[DATA SHOWN — start]
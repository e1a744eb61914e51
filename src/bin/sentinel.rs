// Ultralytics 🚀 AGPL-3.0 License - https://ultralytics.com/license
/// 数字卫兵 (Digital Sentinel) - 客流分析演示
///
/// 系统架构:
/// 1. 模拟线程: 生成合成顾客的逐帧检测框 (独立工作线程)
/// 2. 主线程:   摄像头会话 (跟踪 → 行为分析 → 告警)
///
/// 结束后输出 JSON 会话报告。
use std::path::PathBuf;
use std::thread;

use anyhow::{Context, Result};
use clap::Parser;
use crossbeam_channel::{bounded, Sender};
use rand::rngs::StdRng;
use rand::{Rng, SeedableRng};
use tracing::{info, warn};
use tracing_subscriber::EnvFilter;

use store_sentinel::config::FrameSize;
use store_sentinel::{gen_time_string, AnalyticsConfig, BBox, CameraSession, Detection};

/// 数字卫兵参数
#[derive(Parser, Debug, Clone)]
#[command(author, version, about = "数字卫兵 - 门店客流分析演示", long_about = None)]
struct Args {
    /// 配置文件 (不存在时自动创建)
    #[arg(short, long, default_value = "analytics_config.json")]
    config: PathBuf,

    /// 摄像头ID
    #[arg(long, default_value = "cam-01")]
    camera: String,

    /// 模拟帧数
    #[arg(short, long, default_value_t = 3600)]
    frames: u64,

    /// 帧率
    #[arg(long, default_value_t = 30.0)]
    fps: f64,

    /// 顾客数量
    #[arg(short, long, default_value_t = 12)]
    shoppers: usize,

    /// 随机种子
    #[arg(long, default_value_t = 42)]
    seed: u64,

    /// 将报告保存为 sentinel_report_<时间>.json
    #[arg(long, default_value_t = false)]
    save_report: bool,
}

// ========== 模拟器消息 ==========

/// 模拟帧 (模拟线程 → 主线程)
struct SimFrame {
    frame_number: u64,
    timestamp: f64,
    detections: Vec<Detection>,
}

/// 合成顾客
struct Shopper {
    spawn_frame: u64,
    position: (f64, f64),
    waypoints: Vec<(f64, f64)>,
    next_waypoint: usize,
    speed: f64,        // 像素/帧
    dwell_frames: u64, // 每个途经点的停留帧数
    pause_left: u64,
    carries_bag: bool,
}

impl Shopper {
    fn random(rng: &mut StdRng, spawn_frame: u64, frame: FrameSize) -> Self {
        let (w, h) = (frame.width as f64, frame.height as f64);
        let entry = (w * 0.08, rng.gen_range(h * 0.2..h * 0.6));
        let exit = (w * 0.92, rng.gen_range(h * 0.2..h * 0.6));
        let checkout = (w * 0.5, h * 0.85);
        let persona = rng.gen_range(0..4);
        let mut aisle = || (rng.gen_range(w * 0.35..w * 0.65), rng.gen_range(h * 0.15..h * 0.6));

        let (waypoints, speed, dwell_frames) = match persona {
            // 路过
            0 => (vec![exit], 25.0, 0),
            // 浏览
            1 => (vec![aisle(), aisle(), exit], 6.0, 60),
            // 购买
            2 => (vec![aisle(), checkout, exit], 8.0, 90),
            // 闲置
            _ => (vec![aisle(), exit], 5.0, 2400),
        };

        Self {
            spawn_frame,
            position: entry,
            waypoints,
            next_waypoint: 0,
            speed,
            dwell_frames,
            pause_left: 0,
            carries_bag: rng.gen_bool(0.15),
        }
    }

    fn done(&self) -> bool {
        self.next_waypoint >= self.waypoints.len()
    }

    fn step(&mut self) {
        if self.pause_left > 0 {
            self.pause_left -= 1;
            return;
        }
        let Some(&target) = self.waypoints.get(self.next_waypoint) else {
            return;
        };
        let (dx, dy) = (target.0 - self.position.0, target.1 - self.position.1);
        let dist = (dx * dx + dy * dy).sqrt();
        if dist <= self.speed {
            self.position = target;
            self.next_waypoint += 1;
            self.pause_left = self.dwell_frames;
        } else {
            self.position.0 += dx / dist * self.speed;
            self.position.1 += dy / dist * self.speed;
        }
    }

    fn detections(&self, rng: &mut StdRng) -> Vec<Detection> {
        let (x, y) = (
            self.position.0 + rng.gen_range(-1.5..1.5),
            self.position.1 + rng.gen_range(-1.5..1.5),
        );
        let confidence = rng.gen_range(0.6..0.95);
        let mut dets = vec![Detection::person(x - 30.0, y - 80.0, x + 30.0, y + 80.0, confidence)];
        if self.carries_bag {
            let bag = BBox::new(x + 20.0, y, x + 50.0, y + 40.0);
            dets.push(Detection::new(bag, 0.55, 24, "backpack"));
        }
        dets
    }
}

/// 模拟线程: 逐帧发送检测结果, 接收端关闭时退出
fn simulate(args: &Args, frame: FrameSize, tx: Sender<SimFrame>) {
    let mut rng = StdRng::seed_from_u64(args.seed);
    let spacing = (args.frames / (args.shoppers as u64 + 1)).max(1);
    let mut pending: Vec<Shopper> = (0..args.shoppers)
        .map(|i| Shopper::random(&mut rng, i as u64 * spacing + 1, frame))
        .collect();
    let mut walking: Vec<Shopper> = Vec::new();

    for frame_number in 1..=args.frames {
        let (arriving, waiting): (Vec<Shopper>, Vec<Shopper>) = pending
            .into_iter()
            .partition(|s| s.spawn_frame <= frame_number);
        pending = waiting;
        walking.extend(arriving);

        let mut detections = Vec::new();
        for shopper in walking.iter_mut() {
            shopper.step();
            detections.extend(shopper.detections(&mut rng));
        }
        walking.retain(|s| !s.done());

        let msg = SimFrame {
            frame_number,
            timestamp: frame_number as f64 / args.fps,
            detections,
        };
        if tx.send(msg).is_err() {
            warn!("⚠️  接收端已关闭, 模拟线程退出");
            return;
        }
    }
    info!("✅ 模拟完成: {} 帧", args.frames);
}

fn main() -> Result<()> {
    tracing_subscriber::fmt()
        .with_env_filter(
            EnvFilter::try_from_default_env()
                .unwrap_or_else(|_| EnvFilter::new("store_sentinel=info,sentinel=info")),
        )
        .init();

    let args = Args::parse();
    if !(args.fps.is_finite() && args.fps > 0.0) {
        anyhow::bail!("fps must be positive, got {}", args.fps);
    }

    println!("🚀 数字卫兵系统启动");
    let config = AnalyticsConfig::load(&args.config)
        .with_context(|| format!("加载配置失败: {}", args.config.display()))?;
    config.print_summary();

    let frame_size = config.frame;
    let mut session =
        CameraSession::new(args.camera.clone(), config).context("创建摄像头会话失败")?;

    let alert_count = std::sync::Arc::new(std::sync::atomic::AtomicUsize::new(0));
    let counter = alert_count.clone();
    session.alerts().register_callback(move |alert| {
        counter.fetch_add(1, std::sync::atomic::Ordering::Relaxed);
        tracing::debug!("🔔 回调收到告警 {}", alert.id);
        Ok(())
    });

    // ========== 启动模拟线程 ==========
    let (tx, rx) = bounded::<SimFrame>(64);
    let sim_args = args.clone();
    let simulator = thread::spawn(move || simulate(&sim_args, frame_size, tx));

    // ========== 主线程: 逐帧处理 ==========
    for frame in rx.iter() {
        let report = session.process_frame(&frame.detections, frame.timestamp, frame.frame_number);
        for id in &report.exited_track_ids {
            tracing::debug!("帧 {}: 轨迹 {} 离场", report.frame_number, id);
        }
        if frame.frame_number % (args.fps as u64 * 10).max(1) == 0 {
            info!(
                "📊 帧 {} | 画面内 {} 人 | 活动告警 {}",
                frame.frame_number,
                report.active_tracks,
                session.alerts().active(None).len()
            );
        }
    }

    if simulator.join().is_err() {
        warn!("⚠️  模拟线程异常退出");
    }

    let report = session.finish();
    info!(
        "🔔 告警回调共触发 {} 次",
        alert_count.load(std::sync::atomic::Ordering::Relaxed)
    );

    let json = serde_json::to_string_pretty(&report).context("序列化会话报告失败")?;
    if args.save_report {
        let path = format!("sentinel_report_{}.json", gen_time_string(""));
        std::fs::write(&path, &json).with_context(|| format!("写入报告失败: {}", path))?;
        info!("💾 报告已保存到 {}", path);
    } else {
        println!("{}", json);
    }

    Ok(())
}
[DATA SHOWN — finish]
» **TASK BRIEF**
Every line in the entries above that mentions the word "pending" must be shown.

» **TASK OUTPUT**
    let mut pending: Vec<Shopper> = (0..args.shoppers)
        let (arriving, waiting): (Vec<Shopper>, Vec<Shopper>) = pending
        pending = waiting;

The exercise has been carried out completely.